Drinking Issue 2015: Cocktails — you call the shots

Dos and don'ts from a bartending maestro.

click to enlarge MIX MASTER: Like good food, fine drinks call for balance, according to Ciani. - chip weiner
chip weiner
MIX MASTER: Like good food, fine drinks call for balance, according to Ciani.


Gin, rum, some wine, vodka and tons of whiskey.

That’s what longtime cocktail-slinger Johnny Ciani (he hates the word mixology) stores in his drink-making lair. And when he shares his whiskey collection — better known as the “hey, let’s sip on something crazy” stash — guests know he really, really likes them.

“Those are the babies over there,” Ciani says, referring to the whiskies.

At-home bartenders should treat their drinks like cooks creating a dish, he says. The secret to a perfect cocktail comes down to balance. To accompany his library of liquors, Ciani keeps items like anise pods and clove, along with Luxardo cherries from Mazzaro’s on hand.

Load up with sweet and sour ingredients, but don’t forget about bitters, which Ciani calls the “salt and pepper.” Angostura is the most com- monly used variety; find more at feebrothers.com.

A foodie as much as a cocktail nut, Ciani’s been involved in the region’s food and drink scene for a while. Though he’s guest bartending (or gypsy bartending, as folks in the industry call it) at downtown St. Pete’s buzzing Station House, he’s managed a range of establishments like the now-defunct St. Pete Social and The Bricks in Ybor City. He’s also a founder of the roving Illumineati supper club.

“It’s cool to get behind somebody else’s bar and learn some of their cocktails,” Ciani says. “At the same time, their guests get to experience some things they’re maybe not used to seeing.”

Bartending competitions have helped him hone his cocktail-making chops. But he really got into making drinks in 2003 while throwing Tampa Bay Lightning playoff parties for his then- employer Lone Star Steakhouse. The restaurant chain hired him fresh outta high school, thanks in part to a tiny fib.
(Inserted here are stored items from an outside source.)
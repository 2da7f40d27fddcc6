// crates/mf_physics/src/operators/pressure.rs

//! 单元中心压力拉普拉斯 A（七点模板）
//!
//! 流体单元 c 的每个邻点：
//!
//! - 流体邻点：`A[c, n] = +1/h²`，`A[c, c] -= 1/h²`
//! - 固体邻点：不贡献（零通量）
//! - 越出计算域：压力给定时 `A[c, c] -= 1/h²`，否则不贡献
//!
//! 固体单元行为单位行，使其压力锚定为零。
//!
//! 在流体行上 `A = D·G`，A 对称且负半定；当没有任何流体单元
//! 接触压力给定面时，A 奇异，零空间为常数。

use crate::grid::Grid;
use crate::mask::Mask;
use crate::numerics::linear_algebra::{CsrBuilder, CsrMatrix};
use crate::operators::faces::{FaceKind, FaceTable};
use mf_config::{BoundaryTable, Face};

/// 组装压力拉普拉斯
pub fn build_pressure_laplacian(grid: &Grid, mask: &Mask, bcs: &BoundaryTable) -> CsrMatrix {
    let n = grid.n_cells();
    let mut builder = CsrBuilder::new_square(n);

    for c in 0..n {
        if mask.is_solid(c) {
            builder.set(c, c, 1.0);
            continue;
        }
        let ijk = grid.cell_coords(c);
        let mut diag = 0.0;
        for axis in 0..3 {
            let coef = 1.0 / (grid.h(axis) * grid.h(axis));
            for upper in [false, true] {
                let pos = ijk[axis];
                let outside = if upper {
                    pos + 1 == grid.counts[axis]
                } else {
                    pos == 0
                };
                if outside {
                    if bcs.get(Face::from_axis(axis, upper)).is_pressure_dirichlet() {
                        diag -= coef;
                    }
                    continue;
                }
                let mut nb = ijk;
                nb[axis] = if upper { pos + 1 } else { pos - 1 };
                let nc = grid.cell_at(nb);
                if mask.is_fluid(nc) {
                    builder.add(c, nc, coef);
                    diag -= coef;
                }
            }
        }
        builder.add(c, c, diag);
    }

    builder.build()
}

/// A 是否奇异：没有任何流体单元接触压力给定面
pub fn is_singular(faces: &FaceTable, bcs: &BoundaryTable) -> bool {
    !(0..3).any(|axis| {
        faces.component(axis).iter().any(|k| match k {
            FaceKind::Boundary(face) => bcs.get(*face).is_pressure_dirichlet(),
            _ => false,
        })
    })
}
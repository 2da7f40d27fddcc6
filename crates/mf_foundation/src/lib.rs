// crates/mf_foundation/src/lib.rs

//! MacFlow Foundation Layer
//!
//! 基础层，提供整个项目共用的错误类型与验证工具。
//!
//! # 模块概览
//!
//! - [`error`]: 统一错误类型与错误类别（含退出码映射）
//! - [`validation`]: 收集式验证报告
//!
//! # 示例
//!
//! ```
//! use mf_foundation::prelude::*;
//!
//! fn positive(x: f64) -> MfResult<f64> {
//!     ensure!(x > 0.0, MfError::config("x 必须为正"));
//!     Ok(x)
//! }
//! assert!(positive(1.0).is_ok());
//! assert_eq!(positive(-1.0).unwrap_err().kind(), ErrorKind::Config);
//! ```

#![warn(missing_docs)]
#![warn(clippy::all)]

pub mod error;
pub mod validation;

// 重导出常用类型
pub use error::{ErrorKind, MfError, MfResult};
pub use validation::{ValidationError, ValidationReport, ValidationWarning};

/// Prelude 模块，包含常用类型
pub mod prelude {
    pub use crate::error::{ErrorKind, MfError, MfResult};
    pub use crate::validation::{ValidationError, ValidationReport, ValidationWarning};
    pub use crate::ensure;
}
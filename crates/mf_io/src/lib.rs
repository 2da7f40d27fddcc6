// crates/mf_io/src/lib.rs

//! MacFlow IO 模块 (Layer 4)
//!
//! 数值内核的外部协作者，只在步边界读取求解器状态。
//!
//! # 模块
//!
//! - [`state_view`]: JSON 安全的状态视图
//! - [`schema`]: 状态视图的结构校验
//! - [`writer`]: 快照与诊断历史输出
//! - [`error`]: IO 错误类型
//!
//! # 使用示例
//!
//! ```
//! use mf_config::SimulationConfig;
//! use mf_io::{validate_state_view, StateView};
//! use mf_physics::Simulation;
//!
//! let sim = Simulation::new(&SimulationConfig::cube(2)).unwrap();
//! let value = StateView::from_state(sim.state()).to_value().unwrap();
//! assert!(validate_state_view(&value).is_ok());
//! ```

#![warn(missing_docs)]

pub mod error;
pub mod schema;
pub mod state_view;
pub mod writer;

/// 层级标识
pub const LAYER: u8 = 4;

pub use error::{IoError, IoResult};
pub use schema::{schema_report, validate_state_view};
pub use state_view::{FieldsView, GridView, OperatorsView, SparseDescriptor, StateView};
pub use writer::{read_snapshot, snapshot_file_name, write_history, HistoryWriter, SnapshotWriter};
// crates/mf_physics/src/operators/laplacian.rs

//! 面网格上的向量拉普拉斯 L_d（每个速度分量一个）
//!
//! 内部面使用七点模板，系数 `1/h_e²`。越出计算域或紧邻固体的
//! 邻点由 [`StencilContext::neighbor`] 给出的虚拟值替代：
//!
//! ```text
//! ghost = s·F + o  =>  diag += (s - 1)/h², bias += o/h²
//! ```
//!
//! 因此 `L_d·F + bias_d` 即带边界条件的离散拉普拉斯。
//!
//! - 边界法向面：行为零（值由边界引擎给定）
//! - 阻塞面：单位行，乘积后保持为零

use crate::grid::Grid;
use crate::numerics::linear_algebra::{CsrBuilder, CsrMatrix};
use crate::operators::faces::FaceKind;
use crate::operators::stencil::{Neighbor, StencilContext};

/// 单个分量的拉普拉斯：矩阵与边界偏置
#[derive(Debug, Clone)]
pub struct LaplacianComponent {
    /// 拉普拉斯矩阵
    pub matrix: CsrMatrix,
    /// 入口壁面速度带来的常数项
    pub bias: Vec<f64>,
}

impl LaplacianComponent {
    /// 计算 `L·F + bias`
    pub fn apply(&self, field: &[f64]) -> Vec<f64> {
        let mut out = self.matrix.apply_to(field);
        for (o, &b) in out.iter_mut().zip(&self.bias) {
            *o += b;
        }
        out
    }
}

/// 组装分量 d 的向量拉普拉斯
pub fn build_laplacian(ctx: &StencilContext<'_>, d: usize) -> LaplacianComponent {
    let grid: &Grid = ctx.grid;
    let n = grid.n_faces(d);
    let mut builder = CsrBuilder::new_square(n);
    let mut bias = vec![0.0; n];

    for f in 0..n {
        match ctx.faces.kind(d, f) {
            FaceKind::Boundary(_) => {}
            FaceKind::Blocked => builder.set(f, f, 1.0),
            FaceKind::Open => {
                let ijk = grid.face_coords(d, f);
                let mut diag = 0.0;
                for e in 0..3 {
                    let coef = 1.0 / (grid.h(e) * grid.h(e));
                    for upper in [false, true] {
                        match ctx.neighbor(d, ijk, e, upper) {
                            Neighbor::Face(col) => {
                                builder.add(f, col, coef);
                                diag -= coef;
                            }
                            Neighbor::Ghost { scale, offset } => {
                                diag += coef * (scale - 1.0);
                                bias[f] += coef * offset;
                            }
                        }
                    }
                }
                builder.add(f, f, diag);
            }
        }
    }

    LaplacianComponent {
        matrix: builder.build(),
        bias,
    }
}

#[cfg(test)]
mod tests {
    use super::*;
    use crate::mask::Mask;
    use crate::operators::faces::FaceTable;
    use glam::DVec3;
    use mf_config::{BoundaryCondition, BoundaryTable, Face};

    #[test]
    fn test_interior_stencil() {
        let g = Grid::unit_cube(4).unwrap();
        let faces = FaceTable::build(&g, &Mask::all_fluid(&g));
        let bcs = BoundaryTable::uniform(BoundaryCondition::NoSlip);
        let ctx = StencilContext::new(&g, &faces, &bcs);
        let lu = build_laplacian(&ctx, 0);

        let f = g.u_index(2, 1, 1);
        assert_eq!(lu.matrix.get(f, f), -6.0 * 16.0);
        assert_eq!(lu.matrix.get(f, g.u_index(1, 1, 1)), 16.0);
        assert_eq!(lu.matrix.row(f).nnz(), 7);
        // 边界法向面为零行
        assert_eq!(lu.matrix.row(g.u_index(0, 1, 1)).nnz(), 0);
    }

    #[test]
    fn test_wall_ghost_folds_into_diagonal() {
        let g = Grid::unit_cube(4).unwrap();
        let faces = FaceTable::build(&g, &Mask::all_fluid(&g));
        let bcs = BoundaryTable::uniform(BoundaryCondition::FreeSlip)
            .with(Face::YMin, BoundaryCondition::NoSlip)
            .with(
                Face::ZMin,
                BoundaryCondition::Inflow {
                    velocity: DVec3::new(2.0, 0.0, 0.0),
                },
            );
        let ctx = StencilContext::new(&g, &faces, &bcs);
        let lu = build_laplacian(&ctx, 0);

        // y 下侧无滑移：对角多减 2/h²
        let f = g.u_index(2, 0, 1);
        assert_eq!(lu.matrix.get(f, f), -7.0 * 16.0);
        // y 上侧自由滑移：对角少一项
        let f = g.u_index(2, 3, 1);
        assert_eq!(lu.matrix.get(f, f), -5.0 * 16.0);
        // z 下侧入口：偏置 2·u_b/h²
        let f = g.u_index(2, 1, 0);
        assert_eq!(lu.matrix.get(f, f), -7.0 * 16.0);
        assert_eq!(lu.bias[f], 4.0 * 16.0);
    }

    #[test]
    fn test_blocked_rows_are_identity() {
        let g = Grid::unit_cube(4).unwrap();
        let faces = FaceTable::build(&g, &Mask::all_fluid(&g).with_solid_cells(&[[2, 2, 2]]));
        let bcs = BoundaryTable::uniform(BoundaryCondition::NoSlip);
        let ctx = StencilContext::new(&g, &faces, &bcs);
        let lw = build_laplacian(&ctx, 2);

        let f = g.w_index(2, 2, 3);
        assert_eq!(lw.matrix.get(f, f), 1.0);
        assert_eq!(lw.matrix.row(f).nnz(), 1);
    }
}
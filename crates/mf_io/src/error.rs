// crates/mf_io/src/error.rs
//! IO 错误类型定义
//!
//! 底层错误通过 thiserror 自动转换，最终统一转换为 MfError。

use std::path::PathBuf;

use mf_foundation::MfError;
use thiserror::Error;

/// IO 模块结果类型别名
pub type IoResult<T> = Result<T, IoError>;

/// IO 错误枚举
#[derive(Error, Debug)]
pub enum IoError {
    /// 文件系统错误
    #[error("文件操作失败: {path}: {source}")]
    File {
        /// 出错的路径
        path: PathBuf,
        /// 底层错误
        #[source]
        source: std::io::Error,
    },

    /// JSON 序列化失败
    #[error("JSON 序列化失败: {0}")]
    Json(#[from] serde_json::Error),

    /// CSV 写入失败
    #[error("CSV 写入失败: {0}")]
    Csv(#[from] csv::Error),

    /// 状态视图不符合结构约定
    #[error("状态视图结构错误: {path} - {message}")]
    Schema {
        /// JSON 路径
        path: String,
        /// 原因
        message: String,
    },

    /// 基础层错误转换
    #[error("基础层错误: {0}")]
    Foundation(#[from] MfError),
}

impl IoError {
    /// 构造文件错误
    pub fn file(path: impl Into<PathBuf>, source: std::io::Error) -> Self {
        Self::File {
            path: path.into(),
            source,
        }
    }

    /// 构造结构错误
    pub fn schema(path: impl Into<String>, message: impl Into<String>) -> Self {
        Self::Schema {
            path: path.into(),
            message: message.into(),
        }
    }
}

impl From<IoError> for MfError {
    fn from(err: IoError) -> Self {
        match err {
            IoError::File { path, source } => {
                MfError::io_with_source(format!("文件操作失败: {}", path.display()), source)
            }
            IoError::Json(e) => MfError::serialization(e.to_string()),
            IoError::Csv(e) => MfError::serialization(format!("CSV: {e}")),
            IoError::Schema { path, message } => {
                MfError::serialization(format!("状态视图结构错误 [{path}]: {message}"))
            }
            IoError::Foundation(mf_err) => mf_err,
        }
    }
}
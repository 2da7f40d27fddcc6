// crates/mf_physics/src/operators/divergence.rs

//! 离散散度算子 D: ℝ^{|U|+|V|+|W|} → ℝ^{|P|}
//!
//! 流体单元 (i,j,k) 的行有六个非零元：
//!
//! ```text
//! D[c, U(i,j,k)]   = -1/dx    D[c, U(i+1,j,k)] = +1/dx
//! D[c, V(i,j,k)]   = -1/dy    D[c, V(i,j+1,k)] = +1/dy
//! D[c, W(i,j,k)]   = -1/dz    D[c, W(i,j,k+1)] = +1/dz
//! ```
//!
//! 列号为面在堆叠速度向量 `[U | V | W]` 中的位置。固体单元的行为空。

use crate::grid::Grid;
use crate::mask::Mask;
use crate::numerics::linear_algebra::{CsrBuilder, CsrMatrix};

/// 组装散度矩阵
pub fn build_divergence(grid: &Grid, mask: &Mask) -> CsrMatrix {
    let mut builder = CsrBuilder::new(grid.n_cells(), grid.n_velocity_dofs());

    for c in 0..grid.n_cells() {
        if mask.is_solid(c) {
            continue;
        }
        let ijk = grid.cell_coords(c);
        for axis in 0..3 {
            let inv_h = 1.0 / grid.h(axis);
            let offset = grid.face_offset(axis);
            let mut upper = ijk;
            upper[axis] += 1;
            builder.set(c, offset + grid.face_at(axis, ijk), -inv_h);
            builder.set(c, offset + grid.face_at(axis, upper), inv_h);
        }
    }

    builder.build()
}

#[cfg(test)]
mod tests {
    use super::*;
    use crate::fields::VelocityField;
    use glam::DVec3;

    #[test]
    fn test_row_structure() {
        let g = Grid::build([(0.0, 1.0), (0.0, 2.0), (0.0, 4.0)], [2, 2, 2]).unwrap();
        let m = Mask::all_fluid(&g).with_solid_cells(&[[1, 1, 1]]);
        let d = build_divergence(&g, &m);

        assert_eq!(d.shape(), (8, g.n_velocity_dofs()));
        assert_eq!(d.nnz(), 7 * 6);
        assert_eq!(d.row(g.cell_index(1, 1, 1)).nnz(), 0);

        let c = g.cell_index(0, 0, 0);
        assert_eq!(d.get(c, g.u_index(0, 0, 0)), -2.0);
        assert_eq!(d.get(c, g.u_index(1, 0, 0)), 2.0);
        assert_eq!(d.get(c, g.face_offset(1) + g.v_index(0, 1, 0)), 1.0);
        assert_eq!(d.get(c, g.face_offset(2) + g.w_index(0, 0, 0)), -0.5);
    }

    #[test]
    fn test_uniform_flow_is_divergence_free() {
        let g = Grid::unit_cube(3).unwrap();
        let d = build_divergence(&g, &Mask::all_fluid(&g));
        let vel = VelocityField::uniform(&g, DVec3::new(1.0, -2.0, 0.5));
        let div = d.apply_to(&vel.stacked());
        assert!(div.iter().all(|v| v.abs() < 1e-12));
    }
}
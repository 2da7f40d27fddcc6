// crates/mf_physics/src/boundary/ghost.rs

//! 带一层虚拟单元的扩展场
//!
//! # 概念说明
//!
//! 核心算子直接作用在内部数组上，不需要虚拟单元。扩展布局
//! `(nx+2, ny+2, nz+2)` 仅供输出与外部工具使用：内部单元 `(i,j,k)`
//! 对应扩展索引 `(i+1, j+1, k+1)`，最外一层为虚拟单元。
//!
//! # 同步规则
//!
//! 每个规范面一条 [`HaloRule`]：
//!
//! - `Mirror { sign }`: 虚拟值 = sign × 相邻内部值（滑移 / 对称）
//! - `Copy`: 虚拟值 = 相邻内部值（零梯度）
//! - `Overwrite(v)`: 虚拟值 = v（Dirichlet）
//!
//! 按 X、Y、Z 顺序处理，每次覆盖整层（含已填充的虚拟行），
//! 因此棱与角点也被填充。

use serde::{Deserialize, Serialize};

use crate::grid::Grid;
use mf_config::{BoundaryCondition, BoundaryTable, Face};
use mf_foundation::{MfError, MfResult};

/// 单个面的虚拟层同步规则
#[derive(Debug, Clone, Copy, PartialEq, Serialize, Deserialize)]
pub enum HaloRule {
    /// 镜像
    Mirror {
        /// 符号（+1 对称，-1 反对称）
        sign: f64,
    },
    /// 零梯度复制
    Copy,
    /// 给定值
    Overwrite(f64),
}

impl HaloRule {
    #[inline]
    fn ghost_value(self, interior: f64) -> f64 {
        match self {
            HaloRule::Mirror { sign } => sign * interior,
            HaloRule::Copy => interior,
            HaloRule::Overwrite(v) => v,
        }
    }
}

/// 压力场的虚拟层规则
///
/// 压力给定面写入 p_b；壁面与滑移面镜像；出入口零梯度。
pub fn pressure_rules(bcs: &BoundaryTable) -> [HaloRule; 6] {
    Face::ALL.map(|face| match bcs.get(face) {
        BoundaryCondition::PressureDirichlet { p } => HaloRule::Overwrite(p),
        BoundaryCondition::NoSlip | BoundaryCondition::FreeSlip => HaloRule::Mirror { sign: 1.0 },
        BoundaryCondition::Inflow { .. } | BoundaryCondition::Outflow => HaloRule::Copy,
    })
}

/// 扩展标量场
#[derive(Debug, Clone, PartialEq, Serialize, Deserialize)]
pub struct GhostField {
    dims: [usize; 3],
    data: Vec<f64>,
}

impl GhostField {
    /// 零初始化
    pub fn zeros(grid: &Grid) -> Self {
        let dims = grid.counts.map(|n| n + 2);
        Self {
            dims,
            data: vec![0.0; dims.iter().product()],
        }
    }

    /// 由内部数组构建（虚拟层为零）
    pub fn from_interior(grid: &Grid, interior: &[f64]) -> MfResult<Self> {
        MfError::check_size("interior", grid.n_cells(), interior.len())?;
        let mut out = Self::zeros(grid);
        for (c, &v) in interior.iter().enumerate() {
            let [i, j, k] = grid.cell_coords(c);
            let idx = out.index(i + 1, j + 1, k + 1);
            out.data[idx] = v;
        }
        Ok(out)
    }

    /// 扩展形状 (nx+2, ny+2, nz+2)
    #[inline]
    pub fn dims(&self) -> [usize; 3] {
        self.dims
    }

    /// 扁平数据（`i + mx*(j + my*k)`）
    #[inline]
    pub fn data(&self) -> &[f64] {
        &self.data
    }

    /// 扩展索引
    #[inline]
    pub fn index(&self, i: usize, j: usize, k: usize) -> usize {
        i + self.dims[0] * (j + self.dims[1] * k)
    }

    /// 扩展坐标取值
    #[inline]
    pub fn get(&self, i: usize, j: usize, k: usize) -> f64 {
        self.data[self.index(i, j, k)]
    }

    /// 提取内部数组
    pub fn interior(&self) -> Vec<f64> {
        let [mx, my, mz] = self.dims;
        let mut out = Vec::with_capacity((mx - 2) * (my - 2) * (mz - 2));
        for k in 1..mz - 1 {
            for j in 1..my - 1 {
                for i in 1..mx - 1 {
                    out.push(self.get(i, j, k));
                }
            }
        }
        out
    }

    /// 按规范面顺序同步虚拟层
    pub fn sync(&mut self, rules: &[HaloRule; 6]) {
        for axis in 0..3 {
            let m = self.dims[axis];
            let (a1, a2) = ((axis + 1) % 3, (axis + 2) % 3);
            for s in 0..self.dims[a2] {
                for r in 0..self.dims[a1] {
                    let at = |pos: usize| {
                        let mut ijk = [0; 3];
                        ijk[axis] = pos;
                        ijk[a1] = r;
                        ijk[a2] = s;
                        self.index(ijk[0], ijk[1], ijk[2])
                    };
                    let (lo_ghost, lo_in) = (at(0), at(1));
                    let (hi_ghost, hi_in) = (at(m - 1), at(m - 2));
                    self.data[lo_ghost] =
                        rules[Face::from_axis(axis, false).index()].ghost_value(self.data[lo_in]);
                    self.data[hi_ghost] =
                        rules[Face::from_axis(axis, true).index()].ghost_value(self.data[hi_in]);
                }
            }
        }
    }
}
// crates/mf_physics/src/operators/advection.rs

//! 对流项 (u·∇)u 的面心离散
//!
//! 分量 d 在内部面上的倾向：
//!
//! ```text
//! A_d = Σ_e a_e · ∂F_d/∂x_e
//! ```
//!
//! 其中 a_d 为面自身的值，a_e (e≠d) 为面两侧单元上 F_e 四个面值的平均。
//! 导数由 [`AdvectionScheme`] 选择：
//!
//! - `Central`: `(F₊ - F₋) / 2h`
//! - `Upwind`: `a ≥ 0` 时 `(F - F₋)/h`，否则 `(F₊ - F)/h`
//!
//! 边界面与阻塞面的倾向为零。

use crate::fields::VelocityField;
use crate::operators::faces::FaceKind;
use crate::operators::stencil::StencilContext;

pub use mf_config::AdvectionScheme;

/// 对流算子（策略对象）
#[derive(Debug, Clone, Copy, PartialEq, Eq)]
pub struct Advection {
    scheme: AdvectionScheme,
}

impl Advection {
    /// 创建
    pub fn new(scheme: AdvectionScheme) -> Self {
        Self { scheme }
    }

    /// 离散格式
    pub fn scheme(&self) -> AdvectionScheme {
        self.scheme
    }

    /// 计算三个分量的对流倾向
    pub fn tendency(&self, ctx: &StencilContext<'_>, vel: &VelocityField) -> VelocityField {
        let comps = [0, 1, 2].map(|d| self.component(ctx, vel, d));
        VelocityField { comps }
    }

    /// 计算分量 d 的对流倾向
    pub fn component(&self, ctx: &StencilContext<'_>, vel: &VelocityField, d: usize) -> Vec<f64> {
        let grid = ctx.grid;
        let field = vel.component(d);
        let mut out = vec![0.0; field.len()];

        for (f, slot) in out.iter_mut().enumerate() {
            if ctx.faces.kind(d, f) != FaceKind::Open {
                continue;
            }
            let ijk = grid.face_coords(d, f);
            let center = field[f];
            let mut sum = 0.0;
            for e in 0..3 {
                let a = if e == d {
                    center
                } else {
                    transverse_velocity(ctx, vel, d, ijk, e)
                };
                if a == 0.0 {
                    continue;
                }
                let lo = ctx.neighbor(d, ijk, e, false).value(field, center);
                let hi = ctx.neighbor(d, ijk, e, true).value(field, center);
                let h = grid.h(e);
                let slope = match self.scheme {
                    AdvectionScheme::Central => (hi - lo) / (2.0 * h),
                    AdvectionScheme::Upwind => {
                        if a >= 0.0 {
                            (center - lo) / h
                        } else {
                            (hi - center) / h
                        }
                    }
                };
                sum += a * slope;
            }
            *slot = sum;
        }
        out
    }
}

/// 分量 e 插值到分量 d 的面 ijk 上（四点平均）
fn transverse_velocity(
    ctx: &StencilContext<'_>,
    vel: &VelocityField,
    d: usize,
    ijk: [usize; 3],
    e: usize,
) -> f64 {
    let grid = ctx.grid;
    let fe = vel.component(e);
    let mut lower_cell = ijk;
    lower_cell[d] -= 1;
    let mut sum = 0.0;
    for cell in [lower_cell, ijk] {
        let mut up = cell;
        up[e] += 1;
        sum += fe[grid.face_at(e, cell)] + fe[grid.face_at(e, up)];
    }
    0.25 * sum
}
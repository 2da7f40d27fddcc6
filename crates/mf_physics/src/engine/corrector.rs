// crates/mf_physics/src/engine/corrector.rs

//! 速度校正
//!
//! ```text
//! F = F* - (Δt/ρ)·(G_F·P + g_bc)
//! ```
//!
//! 随后阻塞面置零。压力不被修改。
//!
//! 由于 `A = D·G`，校正后满足 `D·U = (Δt/ρ)·(b - A·P)`，
//! 散度只剩 PPE 残差。

use crate::fields::VelocityField;
use crate::state::SolverState;

/// 由预测速度与压力计算校正后的速度
pub fn correct(state: &SolverState, u_star: &VelocityField, p: &[f64]) -> VelocityField {
    let c = &state.constants;
    let factor = c.dt / c.density;
    let grad = state.operators.gradient_of(p);

    let mut out = u_star.clone();
    for axis in 0..3 {
        for (f, gf) in out.comps[axis].iter_mut().zip(grad.component(axis)) {
            *f -= factor * gf;
        }
    }
    out.zero_blocked(&state.operators.faces);
    out
}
“I was 18 years old. I lied and said I’d bartended before,” Ciani says. “I don’t know how they didn’t put two and two together. It was so bad.”

Ciani says bar books are at-home bartending essentials. He keeps Greg Seider’s Alchemy in a Glass and the 68-year-old Bartender’s Guide by Trader Vic near his bitters.

He recommends storing up on dry herbs and spices for use in syrups, tinctures and shrubs. Fresh fruits and veggies are good, too. (Consider beet and carrot juices, he says.) But again, think balance.

“It goes back to making a good plate of food,” he says. “You don’t want something too salty, or too sweet, or too citrusy, so everything’s gotta be harmonic.”

While he doesn’t suggest purchasing ingredients like 24-karat gold flakes or nitrogen, don’t be afraid to experiment. “It’s your bar,” Ciani says. “Nobody’s there judging you, and you know what you like.”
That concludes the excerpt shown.